● What is required: From the data that follows, copy every line with the string "info".

● Records for processing:
· · · · ·
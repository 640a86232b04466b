//! USB Request Blocks
//!
//! A [`Urb`] describes one transfer: the target endpoint, the setup packet
//! for control transfers, the data buffer and who to tell when it is done.
//! Submitting hands the URB to the host's arena; the returned [`UrbId`] is
//! the only way to refer to it afterwards.

use crate::UsbHost;
use crate::device::DeviceId;
use protocol::messages::SETUP_PACKET_LEN;
use protocol::{Direction, SetupPacket, TransferKind};
use std::fmt;

/// Handle for a submitted URB
#[derive(Debug, Clone, Copy, PartialEq, Eq, Hash, PartialOrd, Ord)]
pub struct UrbId(pub u64);

/// Endpoint a URB targets, by device and endpoint address
#[derive(Debug, Clone, Copy, PartialEq, Eq, Hash)]
pub struct EndpointRef {
    pub device: DeviceId,
    pub address: u8,
}

impl EndpointRef {
    pub fn default_pipe(device: DeviceId) -> Self {
        Self { device, address: 0 }
    }
}

/// Final result of a transfer
#[derive(Debug, Clone, Copy, PartialEq, Eq, Hash)]
pub enum UrbStatus {
    Ok,
    Stall,
    TransactionError,
    BabbleError,
    DataToggleError,
    FrameOverrun,
}

impl UrbStatus {
    pub fn is_ok(self) -> bool {
        self == Self::Ok
    }
}

impl fmt::Display for UrbStatus {
    fn fmt(&self, f: &mut fmt::Formatter<'_>) -> fmt::Result {
        let name = match self {
            Self::Ok => "ok",
            Self::Stall => "stall",
            Self::TransactionError => "transaction error",
            Self::BabbleError => "babble",
            Self::DataToggleError => "data toggle error",
            Self::FrameOverrun => "frame overrun",
        };
        f.write_str(name)
    }
}

/// What a completion callback sees
#[derive(Debug)]
pub struct UrbCompletion<'a> {
    pub id: UrbId,
    pub status: UrbStatus,
    /// Bytes actually transferred; for IN transfers, the received data
    pub data: &'a [u8],
}

pub type UrbCallback = Box<dyn FnMut(&mut UsbHost, UrbCompletion<'_>)>;

/// Completion target of a URB
pub enum Completion {
    /// Enumeration and configuration traffic of a device
    Device(DeviceId),
    /// Control traffic of the built-in hub logic
    Hub(DeviceId),
    /// The hub's status change interrupt endpoint
    HubStatus(DeviceId),
    /// A class driver
    Callback(UrbCallback),
}

impl fmt::Debug for Completion {
    fn fmt(&self, f: &mut fmt::Formatter<'_>) -> fmt::Result {
        match self {
            Self::Device(id) => f.debug_tuple("Device").field(id).finish(),
            Self::Hub(id) => f.debug_tuple("Hub").field(id).finish(),
            Self::HubStatus(id) => f.debug_tuple("HubStatus").field(id).finish(),
            Self::Callback(_) => f.write_str("Callback(..)"),
        }
    }
}

#[derive(Debug)]
pub struct Urb {
    pub endpoint: EndpointRef,
    pub setup: Option<SetupPacket>,
    /// OUT data to send, or the receive area for IN transfers
    pub buffer: Vec<u8>,
    /// Bytes transferred so far
    pub actual: usize,
    /// Polling interval in frames for periodic endpoints; zero means the
    /// endpoint's bInterval
    pub interval: u16,
    pub completion: Completion,
    pub(crate) kind: TransferKind,
    pub(crate) channel: Option<usize>,
}

impl Urb {
    /// Control transfer on the default pipe. For IN requests the buffer is
    /// sized from wLength; for OUT requests `data` is sent, cut to wLength.
    pub fn control(
        device: DeviceId,
        setup: SetupPacket,
        mut data: Vec<u8>,
        completion: Completion,
    ) -> Self {
        let length = setup.length as usize;
        if setup.direction() == Direction::In {
            data = vec![0; length];
        } else {
            data.resize(length, 0);
        }
        Self {
            endpoint: EndpointRef::default_pipe(device),
            setup: Some(setup),
            buffer: data,
            actual: 0,
            interval: 0,
            completion,
            kind: TransferKind::Control,
            channel: None,
        }
    }

    /// IN transfer of up to `length` bytes on a bulk/interrupt/iso endpoint
    pub fn transfer_in(endpoint: EndpointRef, length: usize, completion: Completion) -> Self {
        Self::transfer(endpoint, vec![0; length], completion)
    }

    /// OUT transfer of `data` on a bulk/interrupt/iso endpoint
    pub fn transfer_out(endpoint: EndpointRef, data: Vec<u8>, completion: Completion) -> Self {
        Self::transfer(endpoint, data, completion)
    }

    fn transfer(endpoint: EndpointRef, buffer: Vec<u8>, completion: Completion) -> Self {
        Self {
            endpoint,
            setup: None,
            buffer,
            actual: 0,
            interval: 0,
            completion,
            kind: TransferKind::Bulk,
            channel: None,
        }
    }

    /// Override the endpoint's polling interval
    pub fn with_interval(mut self, frames: u16) -> Self {
        self.interval = frames;
        self
    }

    pub fn length(&self) -> usize {
        self.buffer.len()
    }

    pub fn kind(&self) -> TransferKind {
        self.kind
    }

    pub fn is_periodic(&self) -> bool {
        self.kind.is_periodic()
    }

    /// Direction of the data stage (control) or of the endpoint
    pub fn direction(&self) -> Direction {
        match &self.setup {
            Some(setup) => setup.direction(),
            None => Direction::from_bit7(self.endpoint.address),
        }
    }

    pub(crate) fn setup_bytes(&self) -> [u8; SETUP_PACKET_LEN] {
        self.setup.map(|s| s.to_bytes()).unwrap_or_default()
    }

    /// Bytes handed to the completion
    pub fn data(&self) -> &[u8] {
        &self.buffer[..self.actual.min(self.buffer.len())]
    }
}

#[cfg(test)]
mod tests {
    use super::*;

    #[test]
    fn test_control_in_sizes_buffer_from_setup() {
        let urb = Urb::control(
            DeviceId(1),
            SetupPacket::get_device_descriptor(18),
            vec![1, 2, 3],
            Completion::Device(DeviceId(1)),
        );
        assert_eq!(urb.length(), 18);
        assert_eq!(urb.direction(), Direction::In);
        assert!(urb.buffer.iter().all(|&b| b == 0));
    }

    #[test]
    fn test_control_out_without_data_stage() {
        let urb = Urb::control(
            DeviceId(1),
            SetupPacket::set_address(5),
            Vec::new(),
            Completion::Device(DeviceId(1)),
        );
        assert_eq!(urb.length(), 0);
        assert_eq!(urb.setup_bytes()[1], 0x05);
    }

    #[test]
    fn test_transfer_direction_follows_endpoint() {
        let ep = EndpointRef {
            device: DeviceId(2),
            address: 0x81,
        };
        let urb = Urb::transfer_in(ep, 8, Completion::HubStatus(DeviceId(2))).with_interval(4);
        assert_eq!(urb.direction(), Direction::In);
        assert_eq!(urb.interval, 4);
        assert_eq!(urb.data(), &[] as &[u8]);
    }

    #[test]
    fn test_completion_debug_hides_closure() {
        let completion = Completion::Callback(Box::new(|_, _| {}));
        assert_eq!(format!("{:?}", completion), "Callback(..)");
    }
}
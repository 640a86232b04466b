//! Built-in hub support
//!
//! A hub is an ordinary device whose class is HUB. Once configured it is
//! driven by one control request at a time; [`UsbHost::hub_check_status`]
//! picks the next request from the pending work in fixed priority:
//!
//! 1. hub status refresh
//! 2. port status refresh
//! 3. a debounced port reset, if the activation slot can be had
//! 4. port power-up
//! 5. acknowledging one change bit, hub-level bits before port bits
//!
//! The status change interrupt endpoint only flags ports as needing a
//! check. A connection change starts the debounce timer; the reset that
//! follows ends in PortInitFetchStatus, which creates the child device.

use crate::UsbHost;
use crate::activation::ActivationRequester;
use crate::device::{Attachment, DeviceId};
use crate::hal::{CriticalSection, TimerEvent, TimerHandle};
use crate::urb::{Completion, EndpointRef, Urb, UrbStatus};
use protocol::hub::{HUB_DESC_MAX_LEN, PORT_POWER, PORT_RESET, parse_status_words};
use protocol::{Direction, HubChange, HubDescriptor, PortChange, PortStatus, SetupPacket, TransferKind};
use tracing::{debug, info, trace, warn};

#[derive(Debug, Clone, Copy, PartialEq, Eq, Hash)]
pub enum HubState {
    /// Waiting for the hub device to be configured
    Attached,
    FetchHubDescriptor,
    /// Idle; no request outstanding
    Configured,
    CheckingHubStatus,
    CheckingPortStatus(u8),
    PoweringPort(u8),
    /// Clearing one change bit; port 0 is the hub itself
    ChangeAck { port: u8, bit: u16 },
    PortInitReset(u8),
    PortInitResetAck(u8),
    PortInitFetchStatus(u8),
}

#[derive(Debug, Clone, Copy, Default, PartialEq, Eq)]
pub struct PortFlags {
    pub needs_check: bool,
    pub needs_reset: bool,
    pub powered: bool,
    pub activating: bool,
}

#[derive(Debug, Clone)]
pub struct HubPort {
    number: u8,
    flags: PortFlags,
    status: PortStatus,
    change: PortChange,
    child: Option<DeviceId>,
    debounce: Option<TimerHandle>,
}

impl HubPort {
    fn new(number: u8) -> Self {
        Self {
            number,
            flags: PortFlags::default(),
            status: PortStatus::default(),
            change: PortChange::default(),
            child: None,
            debounce: None,
        }
    }

    pub fn number(&self) -> u8 {
        self.number
    }

    pub fn flags(&self) -> PortFlags {
        self.flags
    }

    pub fn status(&self) -> PortStatus {
        self.status
    }

    pub fn change(&self) -> PortChange {
        self.change
    }

    pub fn child(&self) -> Option<DeviceId> {
        self.child
    }

    pub fn is_debouncing(&self) -> bool {
        self.debounce.is_some()
    }
}

#[derive(Debug, Clone)]
pub struct Hub {
    state: HubState,
    descriptor: Option<HubDescriptor>,
    ports: Vec<HubPort>,
    needs_check: bool,
    change: HubChange,
    request: Option<SetupPacket>,
}

impl Hub {
    pub(crate) fn new() -> Self {
        Self {
            state: HubState::Attached,
            descriptor: None,
            ports: Vec::new(),
            needs_check: false,
            change: HubChange::default(),
            request: None,
        }
    }

    pub fn state(&self) -> HubState {
        self.state
    }

    pub fn descriptor(&self) -> Option<&HubDescriptor> {
        self.descriptor.as_ref()
    }

    pub fn ports(&self) -> &[HubPort] {
        &self.ports
    }

    pub fn port(&self, number: u8) -> Option<&HubPort> {
        self.ports.iter().find(|p| p.number == number)
    }

    fn port_mut(&mut self, number: u8) -> Option<&mut HubPort> {
        self.ports.iter_mut().find(|p| p.number == number)
    }

    pub fn children(&self) -> Vec<DeviceId> {
        self.ports.iter().filter_map(|p| p.child).collect()
    }

    /// Apply a status change bitmap from the interrupt endpoint
    fn mark_changes(&mut self, bitmap: &[u8]) {
        for (byte_index, byte) in bitmap.iter().enumerate() {
            for bit in 0..8 {
                if byte & (1 << bit) == 0 {
                    continue;
                }
                match byte_index * 8 + bit {
                    0 => self.needs_check = true,
                    n => {
                        if let Some(port) = self.port_mut(n as u8) {
                            port.flags.needs_check = true;
                        }
                    }
                }
            }
        }
    }
}
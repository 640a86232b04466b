//! The controller's own root port
//!
//! ```text
//! Unpowered -> Disconnected -> Debouncing -> [WaitingForSlot] -> Resetting
//!           -> Enabling -> Enabled
//! ```
//!
//! Port events are handled by level: a PRTINT only tells us to look at the
//! port again, so a missed or merged change flag does no harm.

use crate::UsbHost;
use crate::activation::ActivationRequester;
use crate::device::{Attachment, DeviceId};
use crate::hal::{CriticalSection, TimerEvent, TimerHandle};
use protocol::DeviceSpeed;
use tracing::{debug, info, warn};

#[derive(Debug, Clone, Copy, PartialEq, Eq, Hash)]
pub enum RootPortState {
    Unpowered,
    Disconnected,
    Debouncing,
    WaitingForSlot,
    Resetting,
    Enabling,
    Enabled,
}

#[derive(Debug)]
pub struct RootPort {
    state: RootPortState,
    device: Option<DeviceId>,
    timer: Option<TimerHandle>,
}

impl Default for RootPort {
    fn default() -> Self {
        Self {
            state: RootPortState::Unpowered,
            device: None,
            timer: None,
        }
    }
}

impl RootPort {
    pub fn state(&self) -> RootPortState {
        self.state
    }

    pub fn device(&self) -> Option<DeviceId> {
        self.device
    }
}

impl UsbHost {
    pub(crate) fn root_power_on(&mut self) {
        if self.root.state != RootPortState::Unpowered {
            return;
        }
        self.hw.set_port_power(true);
        self.root.state = RootPortState::Disconnected;
        info!("Root port powered");
        // A device may already be plugged in
        self.root_port_interrupt();
    }

    /// PRTINT: re-read the port and move the state machine to match
    pub(crate) fn root_port_interrupt(&mut self) {
        let status = self.hw.root_port();
        debug!(?status, state = ?self.root.state, "Root port event");

        if self.root.state == RootPortState::Unpowered {
            return;
        }
        if status.over_current {
            warn!("Root port over-current, powering down");
            self.root_detach();
            self.hw.set_port_power(false);
            self.root.state = RootPortState::Unpowered;
            return;
        }
        if !status.connected {
            if self.root.state != RootPortState::Disconnected {
                info!("Root port disconnected");
                self.root_detach();
            }
            return;
        }

        match self.root.state {
            RootPortState::Disconnected => self.root_start_debounce(),
            RootPortState::Enabled if status.connect_changed => {
                // Replugged faster than we could see the disconnect
                self.root_detach();
                self.root_start_debounce();
            }
            RootPortState::Enabled if !status.enabled => {
                warn!("Root port disabled by hardware");
                self.root_detach();
                self.root_start_debounce();
            }
            RootPortState::Enabling if status.enabled => {
                let speed = if status.low_speed {
                    DeviceSpeed::Low
                } else {
                    DeviceSpeed::Full
                };
                self.root_enable(speed);
            }
            _ => {}
        }
    }

    fn root_start_debounce(&mut self) {
        let handle = self
            .timer
            .oneshot(self.config.debounce_ms, TimerEvent::RootDebounce);
        self.root.timer = Some(handle);
        self.root.state = RootPortState::Debouncing;
        debug!("Root port connection, debouncing");
    }

    /// Forget the attached device and any pending timer or slot request
    fn root_detach(&mut self) {
        if let Some(handle) = self.root.timer.take() {
            self.timer.cancel(handle);
        }
        if self.root.state == RootPortState::Resetting {
            self.hw.set_port_reset(false);
        }
        self.root.state = RootPortState::Disconnected;
        let next = {
            let _cs = CriticalSection::enter(&self.irq);
            self.activation.cancel(ActivationRequester::RootPort)
        };
        if let Some(device) = self.root.device.take() {
            self.destroy_device(device);
        }
        if let Some(next) = next {
            self.wake_activation(next);
        }
    }

    pub(crate) fn root_debounce_expired(&mut self) {
        self.root.timer = None;
        if self.root.state != RootPortState::Debouncing {
            return;
        }
        if !self.hw.root_port().connected {
            debug!("Root port connection bounced");
            self.root_detach();
            return;
        }
        let granted = {
            let _cs = CriticalSection::enter(&self.irq);
            self.activation.try_acquire(ActivationRequester::RootPort)
        };
        if granted {
            self.root_begin_reset();
        } else {
            debug!("Root port waiting for the activation slot");
            self.root.state = RootPortState::WaitingForSlot;
        }
    }

    /// The activation slot has been reserved for the root port
    pub(crate) fn root_activation_granted(&mut self) {
        let granted = {
            let _cs = CriticalSection::enter(&self.irq);
            if self.root.state == RootPortState::WaitingForSlot {
                Ok(self.activation.try_acquire(ActivationRequester::RootPort))
            } else {
                Err(self.activation.cancel(ActivationRequester::RootPort))
            }
        };
        match granted {
            Ok(true) => self.root_begin_reset(),
            Ok(false) => {}
            // No longer interested; pass the slot on
            Err(Some(next)) => self.wake_activation(next),
            Err(None) => {}
        }
    }

    fn root_begin_reset(&mut self) {
        self.hw.set_port_reset(true);
        let handle = self
            .timer
            .oneshot(self.config.port_reset_ms, TimerEvent::RootResetDone);
        self.root.timer = Some(handle);
        self.root.state = RootPortState::Resetting;
        debug!("Root port reset asserted");
    }

    pub(crate) fn root_reset_done(&mut self) {
        self.root.timer = None;
        if self.root.state != RootPortState::Resetting {
            return;
        }
        self.hw.set_port_reset(false);
        self.root.state = RootPortState::Enabling;
        debug!("Root port reset released");
        self.root_port_interrupt();
    }

    fn root_enable(&mut self, speed: DeviceSpeed) {
        let attachment = Attachment::RootPort;
        let id = self.create_device(speed, attachment);
        self.root.device = Some(id);
        self.root.state = RootPortState::Enabled;
        let handed = {
            let _cs = CriticalSection::enter(&self.irq);
            self.activation.hand_over(attachment.requester(), id)
        };
        if handed {
            self.activate(id);
        } else {
            self.queue_device_activation(id);
        }
    }

    pub fn root_port(&self) -> &RootPort {
        &self.root
    }
}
· · · · ·
● Written answer:
use tracing::{debug, info, trace, warn};
use tracing::{debug, info, warn};
        info!("Root port powered");
                info!("Root port disconnected");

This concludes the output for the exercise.